## What to produce
Which lines of the entries contain the word "retain"? Please list them.

(Stored items)

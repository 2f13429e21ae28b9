//! Route matching.
//!
//! Candidates are filtered down in order: enabled → host constraint (exact,
//! then `*.suffix` wildcard) → method set → required headers. Among the
//! survivors the longest path prefix wins; equal prefixes fall back to
//! declaration order, earliest first.

use http::{HeaderMap, Method};

use portico_config::HttpRoute;

/// A successful match.
#[derive(Debug, Clone, Copy)]
pub struct RouteMatch<'a> {
    pub route: &'a HttpRoute,
    /// The route's configured prefix that matched, already normalized.
    pub matched_prefix: &'a str,
}

/// Strip the port and surrounding whitespace off a Host header value.
pub fn normalize_host(host: &str) -> &str {
    let trimmed = host.trim();
    // An IPv6 literal keeps its brackets; ports come after the closing one.
    if let Some(rest) = trimmed.strip_prefix('[') {
        if let Some(end) = rest.find(']') {
            return &rest[..end];
        }
    }
    trimmed.split(':').next().unwrap_or(trimmed)
}

fn host_matches(constraint: &str, host: &str) -> bool {
    let constraint = normalize_host(constraint);
    if constraint.is_empty() {
        return true;
    }

    if let Some(suffix) = constraint.strip_prefix("*.") {
        // `*.example.com` requires at least one label before the suffix.
        let Some(prefix) = host.strip_suffix(suffix) else {
            return false;
        };
        return prefix.ends_with('.') && prefix.len() > 1;
    }

    constraint.eq_ignore_ascii_case(host)
}

fn methods_match(route: &HttpRoute, method: &Method) -> bool {
    route.methods.is_empty()
        || route
            .methods
            .iter()
            .any(|m| m.eq_ignore_ascii_case(method.as_str()))
}

fn required_headers_match(route: &HttpRoute, headers: &HeaderMap) -> bool {
    route.required_headers.iter().all(|(name, expected)| {
        match headers.get(name.as_str()) {
            None => false,
            Some(value) => {
                let Ok(value) = value.to_str() else { return false };
                if expected == "*" {
                    !value.is_empty()
                } else {
                    value == expected
                }
            }
        }
    })
}

/// Pick the best route for a request, or `None` when nothing matches.
pub fn match_route<'a>(
    routes: &'a [HttpRoute],
    host: &str,
    method: &Method,
    headers: &HeaderMap,
    path: &str,
) -> Option<RouteMatch<'a>> {
    let host = normalize_host(host).to_ascii_lowercase();

    let mut best: Option<(usize, RouteMatch<'a>)> = None;

    for (order, route) in routes.iter().enumerate() {
        if !route.enabled {
            continue;
        }
        if !path.starts_with(route.path.as_str()) {
            continue;
        }
        if let Some(constraint) = route.host.as_deref().map(str::trim).filter(|s| !s.is_empty()) {
            if !host_matches(&constraint.to_ascii_lowercase(), &host) {
                continue;
            }
        }
        if !methods_match(route, method) {
            continue;
        }
        if !required_headers_match(route, headers) {
            continue;
        }

        let candidate = RouteMatch {
            route,
            matched_prefix: route.path.as_str(),
        };

        best = match best {
            None => Some((order, candidate)),
            Some((best_order, current)) => {
                // Longer prefix wins; equal lengths keep the earlier route.
                if candidate.matched_prefix.len() > current.matched_prefix.len() {
                    Some((order, candidate))
                } else {
                    Some((best_order, current))
                }
            }
        };
    }

    best.map(|(_, m)| m)
}

#[cfg(test)]
mod tests {
    use super::*;
    use portico_common::RouteId;

    fn route(id: &str, path: &str) -> HttpRoute {
        HttpRoute {
            id: RouteId::new(id),
            enabled: true,
            path: path.to_string(),
            ..HttpRoute::default()
        }
    }

    fn get() -> Method {
        Method::GET
    }

    #[test]
    fn longest_prefix_wins() {
        let routes = vec![route("api", "/api"), route("v2", "/api/v2")];
        let m = match_route(&routes, "example.com", &get(), &HeaderMap::new(), "/api/v2/users")
            .expect("matches");
        assert_eq!(m.route.id.as_str(), "v2");
        assert_eq!(m.matched_prefix, "/api/v2");
    }

    #[test]
    fn declaration_order_breaks_ties() {
        let mut a = route("first", "/api");
        a.host = Some("example.com".into());
        let b = route("second", "/api");
        let routes = vec![a, b];

        let m = match_route(&routes, "example.com", &get(), &HeaderMap::new(), "/api/x")
            .expect("matches");
        assert_eq!(m.route.id.as_str(), "first");
    }

    #[test]
    fn disabled_routes_are_skipped() {
        let mut r = route("off", "/api");
        r.enabled = false;
        let routes = vec![r, route("on", "/")];

        let m = match_route(&routes, "h", &get(), &HeaderMap::new(), "/api").expect("matches");
        assert_eq!(m.route.id.as_str(), "on");
    }

    #[test]
    fn host_exact_and_wildcard() {
        let mut exact = route("exact", "/");
        exact.host = Some("api.example.com".into());
        let mut wild = route("wild", "/");
        wild.host = Some("*.example.com".into());

        let routes = vec![exact, wild];

        let m = match_route(&routes, "API.EXAMPLE.COM:8443", &get(), &HeaderMap::new(), "/")
            .expect("matches");
        assert_eq!(m.route.id.as_str(), "exact");

        let m = match_route(&routes, "cdn.example.com", &get(), &HeaderMap::new(), "/")
            .expect("matches");
        assert_eq!(m.route.id.as_str(), "wild");

        // The bare apex does not match the wildcard.
        assert!(match_route(&routes, "example.com", &get(), &HeaderMap::new(), "/").is_none());
    }

    #[test]
    fn method_set_filters() {
        let mut r = route("writes", "/");
        r.methods = vec!["POST".into(), "PUT".into()];
        let routes = vec![r];

        assert!(match_route(&routes, "h", &Method::POST, &HeaderMap::new(), "/").is_some());
        assert!(match_route(&routes, "h", &Method::GET, &HeaderMap::new(), "/").is_none());
    }

    #[test]
    fn required_headers_with_wildcard_value() {
        let mut r = route("authed", "/");
        r.required_headers.insert("X-Api-Key".into(), "*".into());
        r.required_headers.insert("X-Tenant".into(), "acme".into());
        let routes = vec![r];

        let mut headers = HeaderMap::new();
        headers.insert("x-api-key", "anything".parse().unwrap());
        headers.insert("x-tenant", "acme".parse().unwrap());
        assert!(match_route(&routes, "h", &get(), &headers, "/").is_some());

        let mut wrong = HeaderMap::new();
        wrong.insert("x-api-key", "anything".parse().unwrap());
        wrong.insert("x-tenant", "other".parse().unwrap());
        assert!(match_route(&routes, "h", &get(), &wrong, "/").is_none());

        assert!(match_route(&routes, "h", &get(), &HeaderMap::new(), "/").is_none());
    }

    #[test]
    fn ipv6_host_normalization() {
        assert_eq!(normalize_host("[::1]:8080"), "::1");
        assert_eq!(normalize_host("example.com:443"), "example.com");
        assert_eq!(normalize_host(" example.com "), "example.com");
    }
}
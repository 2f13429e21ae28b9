//! Upstream selection and pooling.
//!
//! HTTP/WS routes use smooth weighted round-robin with per-route cursor
//! state; stream servers use consistent hashing (see [`ring`]). Both paths
//! share one passive failure tracker: a member that fails a real connect or
//! forward is excluded until its `fail_timeout` elapses, with the
//! soonest-expiring member kept eligible so selection never starves.

pub mod pool;
pub mod ring;

use dashmap::DashMap;
use parking_lot::RwLock;
use std::sync::Arc;
use std::time::Duration;

use portico_common::FailureTracker;
use portico_config::Upstream;

/// How long a failed member stays excluded.
const FAIL_TIMEOUT: Duration = Duration::from_secs(10);

#[derive(Debug, Clone)]
struct WrrEntry {
    url: String,
    weight: i64,
    current: i64,
}

#[derive(Debug, Default)]
struct WrrState {
    /// Sorted fingerprint of the member set the cursors were built for.
    signature: String,
    total_weight: i64,
    entries: Vec<WrrEntry>,
}

/// Weighted round-robin selector with passive failure accounting.
///
/// State is keyed by route id and survives config swaps as long as the
/// route's member set is unchanged; a changed set rebuilds the cursors.
pub struct Selector {
    states: DashMap<String, Arc<RwLock<WrrState>>>,
    failures: FailureTracker,
}

impl Selector {
    pub fn new() -> Self {
        Self {
            states: DashMap::new(),
            failures: FailureTracker::new(FAIL_TIMEOUT),
        }
    }

    /// Pick the next upstream URL for `route_key`, skipping `exclude` (the
    /// members already tried this request) and passively failed members.
    pub fn pick(
        &self,
        route_key: &str,
        upstreams: &[Upstream],
        exclude: &[String],
    ) -> Option<String> {
        if upstreams.is_empty() {
            return None;
        }

        let urls: Vec<&str> = upstreams.iter().map(|u| u.url.as_str()).collect();
        let mut eligible = self.failures.eligible_indices(&urls);
        eligible.retain(|i| !exclude.iter().any(|e| e == urls[*i]));

        // Everything tried or excluded: fall back to anything not yet tried.
        if eligible.is_empty() {
            eligible = (0..urls.len())
                .filter(|i| !exclude.iter().any(|e| e == urls[*i]))
                .collect();
        }

        match eligible.len() {
            0 => None,
            1 => Some(upstreams[eligible[0]].url.clone()),
            _ => Some(self.pick_smooth(route_key, upstreams, &eligible)),
        }
    }

    /// Smooth weighted round-robin over the eligible subset.
    fn pick_smooth(&self, route_key: &str, upstreams: &[Upstream], eligible: &[usize]) -> String {
        let signature = {
            let mut parts: Vec<String> = eligible
                .iter()
                .map(|&i| format!("{}#{}", upstreams[i].url, upstreams[i].weight))
                .collect();
            parts.sort();
            parts.join("|")
        };

        let state = self
            .states
            .entry(route_key.to_string())
            .or_insert_with(|| Arc::new(RwLock::new(WrrState::default())))
            .clone();

        let mut state = state.write();

        if state.signature != signature {
            let entries: Vec<WrrEntry> = eligible
                .iter()
                .map(|&i| WrrEntry {
                    url: upstreams[i].url.clone(),
                    weight: i64::from(upstreams[i].weight.max(1)),
                    current: 0,
                })
                .collect();
            state.total_weight = entries.iter().map(|e| e.weight).sum::<i64>().max(1);
            state.signature = signature;
            state.entries = entries;
        }

        let mut best = 0;
        for i in 0..state.entries.len() {
            let w = state.entries[i].weight;
            state.entries[i].current = state.entries[i].current.saturating_add(w);
            if state.entries[i].current > state.entries[best].current {
                best = i;
            }
        }
        let total = state.total_weight;
        state.entries[best].current -= total;
        state.entries[best].url.clone()
    }

    /// Record a real failure against `member` (connect or forward error).
    pub fn record_failure(&self, member: &str) {
        self.failures.record_failure(member);
    }

    /// Record a success, lifting any exclusion.
    pub fn record_success(&self, member: &str) {
        self.failures.record_success(member);
    }

    /// Whether `member` is currently excluded by passive failure.
    pub fn is_excluded(&self, member: &str) -> bool {
        self.failures.is_excluded(member)
    }

    /// Filter stream candidates through the failure tracker, preserving
    /// ring order and the liveness bound.
    pub fn filter_stream_candidates<'a>(&self, ordered: &[&'a str]) -> Vec<&'a str> {
        let eligible = self.failures.eligible_indices(ordered);
        eligible.into_iter().map(|i| ordered[i]).collect()
    }

    /// Drop expired failure entries and cursor state for removed routes.
    pub fn sweep(&self, live_route_keys: &[&str]) {
        self.failures.sweep();
        self.states
            .retain(|key, _| live_route_keys.iter().any(|k| k == key));
    }
}

impl Default for Selector {
    fn default() -> Self {
        Self::new()
    }
}
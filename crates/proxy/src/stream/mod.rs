//! The stream engine: raw TCP and UDP forwarding.
//!
//! TCP connections are spliced bidirectionally to an upstream member chosen
//! by consistent-hashing the client address; dial failures mark the member
//! failed and fall through to the next ring candidate, at most one attempt
//! per member. UDP keeps a size-bounded, LRU-evicting session map from
//! client address to a dedicated upstream socket, with a reverse-relay task
//! per session and idle expiry.

use parking_lot::Mutex;
use std::net::SocketAddr;
use std::sync::atomic::{AtomicU64, Ordering};
use std::sync::Arc;
use std::time::{Duration, Instant};
use tokio::io::{AsyncReadExt, AsyncWriteExt};
use tokio::net::{TcpListener, TcpStream, UdpSocket};
use tracing::{debug, info, warn};

use portico_common::BoundedTable;
use portico_config::{StreamServer, StreamUpstream};

use crate::access::AccessProtocol;
use crate::context::EngineCtx;
use crate::drain::DrainTracker;
use crate::errors::ProxyError;
use crate::upstream::ring::HashRing;

/// Copy buffer for the TCP splice.
const SPLICE_BUF: usize = 16 * 1024;
/// Maximum datagram we relay.
const MAX_DATAGRAM: usize = 65_536;
/// Bound on concurrently tracked UDP sessions.
const MAX_UDP_SESSIONS: usize = 8_192;
/// Cadence of the UDP session sweeper.
const UDP_SWEEP_INTERVAL: Duration = Duration::from_secs(10);

/// The swappable part of a stream listener: everything except the bound
/// socket itself. Reconfiguration of an unchanged `(port, protocol)` swaps
/// this in place; sessions in flight keep the settings they started with.
pub struct StreamSettings {
    pub upstream_name: String,
    ring: HashRing,
    connect_timeout: Duration,
    idle_timeout: Duration,
}

impl StreamSettings {
    pub fn new(server: &StreamServer, upstream: &StreamUpstream) -> Arc<Self> {
        let ring = HashRing::new(
            upstream
                .members
                .iter()
                .map(|m| (m.addr.clone(), m.weight)),
        );
        Arc::new(Self {
            upstream_name: upstream.name.clone(),
            ring,
            connect_timeout: portico_common::parse_duration(&server.connect_timeout)
                .unwrap_or(Duration::from_secs(10)),
            idle_timeout: portico_common::parse_duration(&server.idle_timeout)
                .unwrap_or(Duration::from_secs(600)),
        })
    }
}

/// Resolved runtime view of one stream server block.
pub struct StreamListener {
    pub listen_port: u16,
    pub protocol: portico_config::StreamProtocol,
    settings: parking_lot::RwLock<Arc<StreamSettings>>,
    pub ctx: Arc<EngineCtx>,
    pub drain: DrainTracker,
}
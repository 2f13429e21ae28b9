//! Loading and persisting the TOML configuration document.
//!
//! The on-disk location follows platform convention: the XDG config
//! directory on Linux, the executable's directory elsewhere. A missing file
//! is created with defaults on first load. Unknown top-level keys are
//! reported as soft warnings rather than errors, so configs written by newer
//! versions keep loading.

use anyhow::{Context, Result};
use std::fs;
use std::path::{Path, PathBuf};
use tracing::warn;

use crate::model::Config;

/// Top-level keys the current model understands.
const KNOWN_KEYS: &[&str] = &[
    "http_rules",
    "ws_enabled",
    "ws_rules",
    "stream",
    "access",
    "limits",
    "compression",
    "show_realtime_logs",
    "realtime_logs_only_errors",
];

/// Resolve the default config file path for this platform.
pub fn default_config_path() -> Result<PathBuf> {
    // A config.toml in the working directory wins during development.
    #[cfg(debug_assertions)]
    {
        let cwd_cfg = PathBuf::from("config.toml");
        if cwd_cfg.exists() {
            return Ok(cwd_cfg);
        }
    }

    #[cfg(target_os = "linux")]
    {
        let base = std::env::var_os("XDG_CONFIG_HOME")
            .map(PathBuf::from)
            .or_else(|| std::env::var_os("HOME").map(|h| PathBuf::from(h).join(".config")))
            .context("cannot determine config directory (XDG_CONFIG_HOME/HOME unset)")?;
        return Ok(base.join("portico").join("config.toml"));
    }

    #[cfg(not(target_os = "linux"))]
    {
        let exe = std::env::current_exe().context("cannot determine executable path")?;
        let dir = exe
            .parent()
            .context("cannot determine executable directory")?;
        Ok(dir.join("config.toml"))
    }
}

/// Load a config document from `path`, creating it with defaults when
/// missing. Returns the raw (unvalidated) config plus any unknown-key
/// warnings found in the document.
pub fn load(path: &Path) -> Result<(Config, Vec<String>)> {
    ensure_exists(path)?;

    let content = fs::read_to_string(path)
        .with_context(|| format!("cannot read config file {}", path.display()))?;

    let warnings = unknown_key_warnings(&content);
    for w in &warnings {
        warn!(warning = %w, "config contains unrecognized key");
    }

    let config: Config = toml::from_str(&content)
        .with_context(|| format!("cannot parse config file {}", path.display()))?;

    Ok((config, warnings))
}

/// Persist `config` to `path`, creating parent directories as needed.
pub fn save(path: &Path, config: &Config) -> Result<()> {
    if let Some(parent) = path.parent() {
        fs::create_dir_all(parent)
            .with_context(|| format!("cannot create config directory {}", parent.display()))?;
    }

    let content = toml::to_string_pretty(config).context("cannot serialize config")?;
    fs::write(path, content)
        .with_context(|| format!("cannot write config file {}", path.display()))?;
    Ok(())
}

fn ensure_exists(path: &Path) -> Result<()> {
    if path.exists() {
        return Ok(());
    }
    save(path, &Config::default())
}

/// Scan the document's top-level keys against the known set.
fn unknown_key_warnings(content: &str) -> Vec<String> {
    let Ok(value) = content.parse::<toml::Value>() else {
        // A parse failure is reported with full context by `load`.
        return Vec::new();
    };

    let Some(table) = value.as_table() else {
        return Vec::new();
    };

    table
        .keys()
        .filter(|k| !KNOWN_KEYS.contains(&k.as_str()))
        .map(|k| format!("unknown top-level key `{k}`"))
        .collect()
}
//! Type-safe identifier newtypes for Portico.
//!
//! These types provide compile-time safety for identifiers, preventing
//! accidental mixing of different ID types (e.g., passing a RouteId where a
//! RuleId is expected). The validator fills missing ids with freshly
//! generated values, so an id is always non-empty once a config snapshot is
//! published.

use serde::{Deserialize, Serialize};
use std::fmt;
use uuid::Uuid;

/// Identifier of a listen rule (HTTP or WebSocket).
///
/// Stable across config edits; the management UI keys partial edits
/// (`set_listen_rule_enabled`) on this value.
#[derive(Debug, Clone, Default, PartialEq, Eq, Hash, Serialize, Deserialize)]
#[serde(transparent)]
pub struct RuleId(String);

impl RuleId {
    /// Create a new random rule ID.
    pub fn generate() -> Self {
        Self(Uuid::new_v4().to_string())
    }

    pub fn new(id: impl Into<String>) -> Self {
        Self(id.into())
    }

    pub fn as_str(&self) -> &str {
        &self.0
    }

    /// Whether the id is missing or blank and needs to be filled in.
    pub fn is_blank(&self) -> bool {
        self.0.trim().is_empty()
    }
}

impl fmt::Display for RuleId {
    fn fmt(&self, f: &mut fmt::Formatter<'_>) -> fmt::Result {
        write!(f, "{}", self.0)
    }
}

impl From<String> for RuleId {
    fn from(s: String) -> Self {
        Self(s)
    }
}

impl From<&str> for RuleId {
    fn from(s: &str) -> Self {
        Self(s.to_string())
    }
}

/// Identifier of a route within a listen rule.
#[derive(Debug, Clone, Default, PartialEq, Eq, Hash, Serialize, Deserialize)]
#[serde(transparent)]
pub struct RouteId(String);

impl RouteId {
    /// Create a new random route ID.
    pub fn generate() -> Self {
        Self(Uuid::new_v4().to_string())
    }

    pub fn new(id: impl Into<String>) -> Self {
        Self(id.into())
    }

    pub fn as_str(&self) -> &str {
        &self.0
    }

    pub fn is_blank(&self) -> bool {
        self.0.trim().is_empty()
    }
}

impl fmt::Display for RouteId {
    fn fmt(&self, f: &mut fmt::Formatter<'_>) -> fmt::Result {
        write!(f, "{}", self.0)
    }
}

impl From<String> for RouteId {
    fn from(s: String) -> Self {
        Self(s)
    }
}

impl From<&str> for RouteId {
    fn from(s: &str) -> Self {
        Self(s.to_string())
    }
}
// ============================================================================
// WS rules
// ============================================================================

fn check_ws_rules(cfg: &Config) -> Result<(), ValidationError> {
    let mut rule_ids = HashSet::new();

    for (ri, rule) in cfg.ws_rules.iter().enumerate() {
        let base = format!("ws_rules[{ri}]");

        if !rule_ids.insert(rule.id.clone()) {
            return Err(ValidationError::new(
                format!("{base}.id"),
                format!("duplicate rule id `{}`", rule.id),
            ));
        }

        check_listen_addrs(&base, rule.enabled, &rule.listen_addrs)?;
        check_ws_tls(&base, rule)?;

        if rule.enabled && rule.routes.is_empty() {
            return Err(ValidationError::new(
                format!("{base}.routes"),
                "an enabled rule needs at least one route",
            ));
        }

        for (pi, route) in rule.routes.iter().enumerate() {
            check_origin_url(
                &format!("{base}.routes[{pi}].upstream_url"),
                &route.upstream_url,
                &["ws://", "wss://"],
            )?;
        }
    }

    Ok(())
}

## Solution to the exercise
        eligible.retain(|i| !exclude.iter().any(|e| e == urls[*i]));
            .retain(|key, _| live_route_keys.iter().any(|k| k == key));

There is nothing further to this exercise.